近くにあった体を擦り付け「にゃぁ〜にゃぁ〜」と鳴きながら、
木の周りを回っている。
「かまってほしいのか」と少し近づいてみると、その猫はこちらに目をやりながら、
距離をとる。
こちらが止まるとこちらを見ながら「にゃあ〜にゃあ〜」と鳴いてくる。
「かまってやるから、おいで。」と近寄ると、距離をとる。
面倒くせー、と「にゃあ〜、にゃあ〜」という鳴き声を背に、その場を去っていった。
「かまってほしいにゃあ〜。。。
でも、人間だものにゃ。
こないだはご飯をくれて優しい人間もいたが、今回は違う人だものにゃ。
しかも見てくれが悪い。
あれに近寄ると、ろくなことなさそうだしにゃ。。。
でも、人は見た目で判断するにゃ、と父さんと、母さんが言ってたよにゃ。
悪い奴もいるけど、いい奴もいるにゃ、と。」
猫の様子を思い返して、猫の心中を勝手に作って当てはめながら、
歩いていた。
すると、もうそんな季節なのだろうか。
人間の宿敵、カサカサと動く黒い生き物がいた。
俊敏な彼らだが、こちらの足音や振動は察知しているだろうに、
ぴくりとも動かない。
亡くなっている様子でもない。
そんな彼の横をスタスタと歩いていった。
「あー、さぶ。

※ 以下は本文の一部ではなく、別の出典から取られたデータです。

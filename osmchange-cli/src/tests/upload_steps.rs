//! Behaviour-driven step definitions driving the upload CLI scenarios.

use super::helpers::{FEATURE_COLLECTION, StubTransportBuilder, write_utf8};
use super::*;
use crate::upload::run_upload_with;
use camino::Utf8PathBuf;
use rstest::fixture;
use rstest_bdd_macros::{given, scenario, then, when};
use std::cell::RefCell;
use tempfile::TempDir;

const DIFF_RESULT: &str = r#"<diffResult version="0.6"/>"#;

#[derive(Debug)]
struct UploadWorld {
    _tmp: TempDir,
    input_path: Utf8PathBuf,
    dry_run: RefCell<bool>,
    include_token: RefCell<bool>,
    builder: StubTransportBuilder,
    stdout: RefCell<Vec<u8>>,
    result: RefCell<Option<Result<(), CliError>>>,
}

impl UploadWorld {
    fn new() -> Self {
        let tmp = TempDir::new().expect("tempdir");
        let root = Utf8PathBuf::from_path_buf(tmp.path().to_path_buf()).expect("utf-8 workspace");
        Self {
            _tmp: tmp,
            input_path: root.join("features.geojson"),
            dry_run: RefCell::new(false),
            include_token: RefCell::new(true),
            builder: StubTransportBuilder::default(),
            stdout: RefCell::new(Vec::new()),
            result: RefCell::new(None),
        }
    }

    fn build_command_line(&self) -> Vec<String> {
        let mut argv = vec![
            "osmchange".to_owned(),
            "upload".to_owned(),
            self.input_path.as_str().to_owned(),
            format!("--{ARG_API_URL}"),
            "https://osm.test/".to_owned(),
        ];
        if *self.include_token.borrow() {
            argv.extend([format!("--{ARG_ACCESS_TOKEN}"), "token".to_owned()]);
        }
        if *self.dry_run.borrow() {
            argv.push(format!("--{ARG_DRY_RUN}"));
        }
        argv
    }

    fn stdout(&self) -> String {
        String::from_utf8(self.stdout.borrow().clone()).expect("stdout utf-8")
    }
}

#[fixture]
fn world() -> UploadWorld {
    UploadWorld::new()
}

#[given("a GeoJSON file with a bench and a footway")]
fn geojson_file_exists(#[from(world)] world: &UploadWorld) {
    write_utf8(&world.input_path, FEATURE_COLLECTION.as_bytes());
}

#[given("I request a dry run")]
fn request_dry_run(#[from(world)] world: &UploadWorld) {
    *world.dry_run.borrow_mut() = true;
}

#[given("I omit the access token")]
fn omit_access_token(#[from(world)] world: &UploadWorld) {
    *world.include_token.borrow_mut() = false;
}

#[given("an API that accepts the upload")]
fn api_accepts_upload(#[from(world)] world: &UploadWorld) {
    let transport = &world.builder.transport;
    transport.push_response(200, "12345");
    transport.push_response(200, DIFF_RESULT);
    transport.push_response(200, "");
}

#[when("I run the upload command")]
fn run_upload_command(#[from(world)] world: &UploadWorld) {
    let invocation = world.build_command_line();
    let parsed = Cli::try_parse_from(invocation).map_err(CliError::from);
    let outcome = parsed.and_then(|cli| match cli.command {
        Command::Upload(args) => {
            let mut buffer = world.stdout.borrow_mut();
            run_upload_with(args, &world.builder, &mut *buffer)
        }
    });
    world.result.replace(Some(outcome));
}

#[then("the command prints an osmChange document")]
fn prints_osm_change(#[from(world)] world: &UploadWorld) {
    let borrowed = world.result.borrow();
    let result = borrowed.as_ref().expect("result recorded");
    result.as_ref().expect("expected success");

    let stdout = world.stdout();
    assert!(stdout.contains("<osmChange><create>"));
    assert_eq!(stdout.matches("<node ").count(), 3);
    assert_eq!(stdout.matches("<way ").count(), 1);
}

#[then("no API requests were sent")]
fn no_requests(#[from(world)] world: &UploadWorld) {
    assert!(world.builder.transport.requests().is_empty());
}

#[then("the command prints the diff result")]
fn prints_diff_result(#[from(world)] world: &UploadWorld) {
    let borrowed = world.result.borrow();
    let result = borrowed.as_ref().expect("result recorded");
    result.as_ref().expect("expected success");
    assert_eq!(world.stdout(), format!("{DIFF_RESULT}\n"));
}

#[then("the changeset was created, uploaded and closed")]
fn changeset_lifecycle(#[from(world)] world: &UploadWorld) {
    let paths: Vec<String> = world
        .builder
        .transport
        .requests()
        .iter()
        .map(|request| request.url.path().to_owned())
        .collect();
    assert_eq!(
        paths,
        vec![
            "/api/0.6/changeset/create",
            "/api/0.6/changeset/12345/upload",
            "/api/0.6/changeset/12345/close",
        ]
    );
}

#[then("the command fails because the access token is missing")]
fn fails_missing_token(#[from(world)] world: &UploadWorld) {
    let borrowed = world.result.borrow();
    let error = borrowed
        .as_ref()
        .expect("result recorded")
        .as_ref()
        .expect_err("expected error");
    match error {
        CliError::MissingArgument { field, .. } => assert_eq!(*field, ARG_ACCESS_TOKEN),
        other => panic!("expected MissingArgument, found {other:?}"),
    }
}

macro_rules! register_upload_scenario {
    ($fn_name:ident, $scenario_title:literal) => {
        #[scenario(path = "tests/features/upload_command.feature", name = $scenario_title)]
        fn $fn_name(#[from(world)] world: UploadWorld) {
            let _ = world;
        }
    };
}

register_upload_scenario!(upload_dry_run, "previewing an upload");
register_upload_scenario!(upload_happy_path, "uploading to the API");
register_upload_scenario!(upload_missing_token, "rejecting a missing access token");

。。
間違えたー。
間違えた。。。
あったかくなってきたんちゃうん??
そないおもて出てきたのに、めっちゃ寒いやあん。。。!
タイミング間違えたわ〜。。。」
きっと彼らは二つの顔を持つ。
俊敏に仕事を遂行するときは、頭も冴えていて、性格も動きもスマートだ。
どんくさいときは、うってかわって全てがもっちゃりしてしまう。
カナブンはきっとおっちょこちょいな性格だろう。
「うわー。。。!失敗したっすー。。。!!
危ないー。。。!!
のいてのいてのいてっすー。。。!!
ぶつかるーーーー!!!!」
「ひっくり返ってしまったっす。。。
誰か起こして欲しいっす。。。
こんなとこ、誰も通らないよな〜。。。
あー、意識が遠のいていく。。。
ああ、、、つまらない人生だったなあ。。。
。。。
…」
「あーだるー。
なんで俺は生きてんだろー。
なんにもやるき起こらんなー。
だるいなー。」
とカメムシが呟いている。
カマキリは何かのゲームのボスに例えると、ステージ1のボス。
カマキリはいわゆる悪の雰囲気を持っていて、語り口調が
いわゆる悪の「ガハハハハハ!この釜で切り刻んでやるわー!」というセリフが聞こえてくる。
感情がうかがえるのだ。
それよりバッタの方がサイコな感じがして、ボスランクとしては高いのではないだろうか。
中ボスあたり??
感情がうかがえない。
感情を持たない殺戮マシーン的な感じがする。
「よいしょ、よいしょ。」
「うんせ、うんせ。」
「みんなで頑張ろう。」
足元を見れば蟻の行列が。
彼らは非常に真面目で働き者で、仲間思い。
そして何事にもポジティブである。
人に踏まれてしまうことも、我が人生においての運命を受け入れている。
コミュニティを存続し続けるために、皆で協力し、日々を生きている。
人間も見習わなくては。
と、猫のつぶやきから、後半はほぼ昆虫となってしまったが、彼らのつぶやきが吹き出しのようにあらわれて楽しくなってしまった。
とまあ、彼らのつぶやきを聞いていたら、朝がやってきた。
また歩き始めねばなるまい。
蟻のように。
今日もいたるところで、様々な色の風船が飛んでいくのだろう。